It's quite likely that will be the case. Out of those two riders (assuming similarities in weight), the best climber will be the one with the best sustainable power, regardless of where they train.


----------



## Rob3rt (4 Feb 2013)

Pedrosanchezo said:


> A cyclist can blow up on the flat and continue quite easily by coasting or pedaling lightly. Going up a steep incline this is not possible. That is a distinct difference.


 
Either way the interval is over, once you coast or pedal lightly, you may as well be stopping or riding very slowly up the hill, it makes no difference. If you coast, you may still be travelling, but you are no longer training, just like if you stop on a hill.


----------



## Rob3rt (4 Feb 2013)

black'n'yellow said:


> It's quite likely that will be the case. Out of those two riders (assuming similarities in weight), the best climber will be the one with the best sustainable power, regardless of where they train.


 
The one with the best watt/kg (for the required duration of the particular climb) will be the better performer, if 2 riders have the same sustainable power for the climbs duration, the lightest one will get to the top 1st. In basic terms.


----------



## Pedrosanchezo (4 Feb 2013)

black'n'yellow said:


> ^^ got to agree with GrasB here. I live in a very hilly area - I could ride 5-mile, 1000ft climbs every day if I wanted. Ironically, mostly I train on the flat - or at least the flattest routes I can find. Here comes an anecdote...
> 
> Last year I significantly improved my hill climbing. I didn't improve it by riding up hills. I improved it by increasing my sustainable power and aerobic threshold. On the flat.

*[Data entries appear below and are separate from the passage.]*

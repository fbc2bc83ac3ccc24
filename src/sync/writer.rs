//! Merge of the combined payload into Source.

use crate::error::{Result, SyncError};
use crate::model::{ImportItem, MergeReceipt, NoteDraft};
use crate::store::SourceStore;
use anyhow::Context;
use tracing::{debug, info};

pub struct SourceWriter<'a> {
    source: &'a dyn SourceStore,
}

impl<'a> SourceWriter<'a> {
    pub fn new(source: &'a dyn SourceStore) -> Self {
        Self { source }
    }

    /// External items first, then Sink-derived ones; each keeps its own order.
    pub fn combine(external: Vec<NoteDraft>, reconciled: Vec<ImportItem>) -> Vec<ImportItem> {
        external
            .into_iter()
            .map(|draft| ImportItem::Create {
                draft,
                origin: None,
            })
            .chain(reconciled)
            .collect()
    }

    /// Apply `batch` in a single import call. An empty batch never reaches Source.
    pub async fn merge(&self, batch: &[ImportItem]) -> Result<MergeReceipt> {
        if batch.is_empty() {
            debug!("Nothing to merge into source");
            return Ok(MergeReceipt::default());
        }

        let receipt = self
            .source
            .import(batch)
            .await
            .with_context(|| format!("Source rejected a payload of {} items", batch.len()))
            .map_err(SyncError::Merge)?;

        info!(
            "Source merge: {} created, {} updated",
            receipt.created, receipt.updated
        );
        Ok(receipt)
    }
}

#[cfg(test)]
mod tests {
    use super::*;
    use crate::model::BlockDraft;

    fn draft(title: &str) -> NoteDraft {
        NoteDraft {
            title: title.to_string(),
            children: vec![BlockDraft::text("x")],
        }
    }

    #[test]
    fn test_combine_puts_external_first() {
        let reconciled = vec![
            ImportItem::Update {
                uid: "r1".to_string(),
                draft: draft("sink-1"),
                origin: Some("s1".to_string()),
            },
            ImportItem::Create {
                draft: draft("sink-2"),
                origin: Some("s2".to_string()),
            },
        ];
        let batch = SourceWriter::combine(vec![draft("ext-1"), draft("ext-2")], reconciled);

        let titles: Vec<&str> = batch.iter().map(|i| i.draft().title.as_str()).collect();
        assert_eq!(titles, vec!["ext-1", "ext-2", "sink-1", "sink-2"]);
        assert!(batch[0].origin().is_none());
        assert_eq!(batch[3].origin().map(String::as_str), Some("s2"));
    }
}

 Or on the turbo trainer to increase power and aerobic performance. Or by losing weight. All help going up hills. You will not learn how to climb hills though by riding on the flat. You can train to be a stronger cyclist in many different departments in many different ways but to learn ones style and own technique, one would have to learn by doing. Not simulating.


----------



## Ningishzidda (4 Feb 2013)

To simulate a hill while riding along the flat, the cyclist can artificially raise the front end of the bike, or, command gravity to vector from the rear.


----------



## montage (4 Feb 2013)

Pedrosanchezo said:


> I am not telling you that you need to. Are you trying to tell me that rider A who trains on hills day in day out will be no better off than rider B who trains on the flat??


 
Yes, if putting out the same effort - technically.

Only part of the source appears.